Many thanks for the comments on the new layout. In truth, it was built around the pictures of Reese because at the the time, they were just so pretty. However, in the past few months since I began constructing this "masterpiece" (lol!), I'm actually glad I chose to feature her simply because some of the remarks she has made both when I saw her on Oprah and in a recent issue of Marie Claire.

"...Creating a cultural icon out of someone who goes, 'I'm stupid, isn't it cute?' makes me want to throw daggers at them! I want to say to them, 'My grandma did not fight for what she fought for, and my mother did not fight for what she fought for, so you can start telling women it's fun to be stupid.' Saying that to youung women, little girls, my daughter? It's not OK."

While I usually don't jump on my feminist soapbox, something stirred in me when I read that and I just wanted to applaud loudly because she couldn't have said it better. We have become a nation obssesed with women who do nothing but show up at every party in dresses the size of washcloths and all of a sudden, they're famous and they have a huge empire of crap. Not that this isn't smart because trust me, if I could make a shitload of money, be on the cover of every magazine and have every person want to watch my every move just for being pretty, I'd market the hell out of it. But it's not cool anymore and it really takes away the spotlight from those who deserve it, the women outside of Hollywood who work to make the world a better place by using their minds and not their looks, and by using their determination and intelligence and compassion to make their way in the world instead of relying on a trust fund and a pretty smile.

* Steps off soapbox *

Casey, Kathy and I went to see Elizabethtown tonight and now I sit here thinking back on it and I just want to jump in my car and drive. I've taken a road trip by myself before - I drove home to Pennsylvania from North Carolina, but it was nothing but four to six lanes of I-95. Nothing like the middle America trip I've always wanted to take. I miss traveling and I miss certain places. Pennsylvania has become my home but there's a pull from other areas, areas I've never seen and areas I always come back to, simply because I've never gone so long without seeing a new place. Perhaps that's why I have no problem just getting in my car and driving to random places in the tri-state area on the weekends - it satisfies the need to explore, the need to see something other than the same signs and the same roads and the same buildings. I like the feeling of having roots and having a place to call home but I utterly miss the anticipation of a new landscape, of different types of sounds at night, different voices, different cultures and different people.
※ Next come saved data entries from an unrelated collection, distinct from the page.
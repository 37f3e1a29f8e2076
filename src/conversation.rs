//! Chat transcript state
//!
//! The transcript is append-only: messages are never edited or removed for
//! the lifetime of the session.

use serde::{Deserialize, Serialize};

/// A chat message in the conversation
#[derive(Debug, Clone, PartialEq, Eq, Serialize, Deserialize)]
pub struct Message {
    pub role: Role,
    pub content: String,
}

/// The role of a chat message sender
#[derive(Debug, Clone, Copy, PartialEq, Eq, Serialize, Deserialize)]
#[serde(rename_all = "lowercase")]
pub enum Role {
    User,
    Assistant,
}

impl Message {
    pub fn user(content: impl Into<String>) -> Self {
        Self {
            role: Role::User,
            content: content.into(),
        }
    }

    pub fn assistant(content: impl Into<String>) -> Self {
        Self {
            role: Role::Assistant,
            content: content.into(),
        }
    }
}

#[derive(Debug, Default)]
pub struct Conversation {
    messages: Vec<Message>,
    // Set on every append, cleared by the view once it has scrolled
    follow_pending: bool,
}

impl Conversation {
    pub fn new() -> Self {
        Self::default()
    }

    pub fn append(&mut self, message: Message) {
        self.messages.push(message);
        self.follow_pending = true;
    }

    pub fn messages(&self) -> &[Message] {
        &self.messages
    }

    pub fn len(&self) -> usize {
        self.messages.len()
    }

    pub fn is_empty(&self) -> bool {
        self.messages.is_empty()
    }

    /// Returns true once after each append so the view can jump to the newest message
    pub fn take_follow(&mut self) -> bool {
        std::mem::take(&mut self.follow_pending)
    }
}
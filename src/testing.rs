//! Scripted backend and helpers shared by unit tests

use std::collections::{HashMap, VecDeque};
use std::sync::Mutex;
use async_trait::async_trait;
use reqwest::StatusCode;
use tokio::sync::mpsc::UnboundedReceiver;
use tokio::sync::oneshot;
use crate::api::{ApiError, DocumentUpload, RagBackend, UploadReceipt};
use crate::tui::AppEvent;
use crate::upload::UploadError;

#[derive(Default)]
pub struct FakeBackend {
    chat_replies: Mutex<VecDeque<Result<String, ApiError>>>,
    held_chat_replies: Mutex<HashMap<String, (oneshot::Receiver<()>, Result<String, ApiError>)>>,
    upload_replies: Mutex<VecDeque<Result<UploadReceipt, ApiError>>>,
    chat_queries: Mutex<Vec<String>>,
    uploads: Mutex<Vec<DocumentUpload>>,
}

impl FakeBackend {
    pub fn new() -> Self {
        Self::default()
    }

    pub fn with_chat_reply(self, reply: Result<String, ApiError>) -> Self {
        self.chat_replies.lock().unwrap().push_back(reply);
        self
    }

    pub fn with_chat_failure(self) -> Self {
        self.with_chat_reply(Err(ApiError::Status {
            status: StatusCode::SERVICE_UNAVAILABLE,
            reason: None,
        }))
    }

    /// The reply to `query` is held back until the returned sender fires
    pub fn with_held_chat_reply(
        self,
        query: &str,
        reply: Result<String, ApiError>,
    ) -> (Self, oneshot::Sender<()>) {
        let (release, gate) = oneshot::channel();
        self.held_chat_replies
            .lock()
            .unwrap()
            .insert(query.to_string(), (gate, reply));
        (self, release)
    }

    pub fn with_upload_reply(self, reply: Result<UploadReceipt, ApiError>) -> Self {
        self.upload_replies.lock().unwrap().push_back(reply);
        self
    }

    pub fn chat_queries(&self) -> Vec<String> {
        self.chat_queries.lock().unwrap().clone()
    }

    pub fn uploads(&self) -> Vec<DocumentUpload> {
        self.uploads.lock().unwrap().clone()
    }
}

#[async_trait]
impl RagBackend for FakeBackend {
    async fn chat(&self, query: &str) -> Result<String, ApiError> {
        self.chat_queries.lock().unwrap().push(query.to_string());

        let held = self.held_chat_replies.lock().unwrap().remove(query);
        if let Some((gate, reply)) = held {
            let _ = gate.await;
            return reply;
        }

        self.chat_replies
            .lock()
            .unwrap()
            .pop_front()
            .unwrap_or_else(|| Err(ApiError::MalformedBody("no scripted chat reply".to_string())))
    }

    async fn upload_document(&self, upload: DocumentUpload) -> Result<UploadReceipt, ApiError> {
        self.uploads.lock().unwrap().push(upload);
        self.upload_replies
            .lock()
            .unwrap()
            .pop_front()
            .unwrap_or_else(|| Err(ApiError::MalformedBody("no scripted upload reply".to_string())))
    }
}

pub async fn next_chat_reply(rx: &mut UnboundedReceiver<AppEvent>) -> Result<String, ApiError> {
    loop {
        match rx.recv().await {
            Some(AppEvent::ChatReply(result)) => return result,
            Some(_) => continue,
            None => panic!("event channel closed before a chat reply arrived"),
        }
    }
}

pub async fn next_upload_result(
    rx: &mut UnboundedReceiver<AppEvent>,
) -> Result<UploadReceipt, UploadError> {
    loop {
        match rx.recv().await {
            Some(AppEvent::UploadFinished(result)) => return result,
            Some(_) => continue,
            None => panic!("event channel closed before an upload finished"),
        }
    }
}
Crowe did a wonderful job, as always, with the soundtrack. You can't have a Crowe movie without being moved by the music and without the roots of the movie being in the music. Susan Sarandon was lovely but to be truthfully honest, I could have done without the cliched young Hollywood casting of Bloom and Dunst. As the movie wove on, I imagined the moments and the lines being delivered so much better by someone like Patrick Fugit or Kate Hudson, both castings from his brilliant Almost Famous movie and both with a bit stronger pull. Bloom and Dunst, while they did what they could, just didn't have that deep connection that you needed to be utterly enthralled with the movie. To say the least, I was enthralled but utterly could be added as an adjective if the casting would've been different.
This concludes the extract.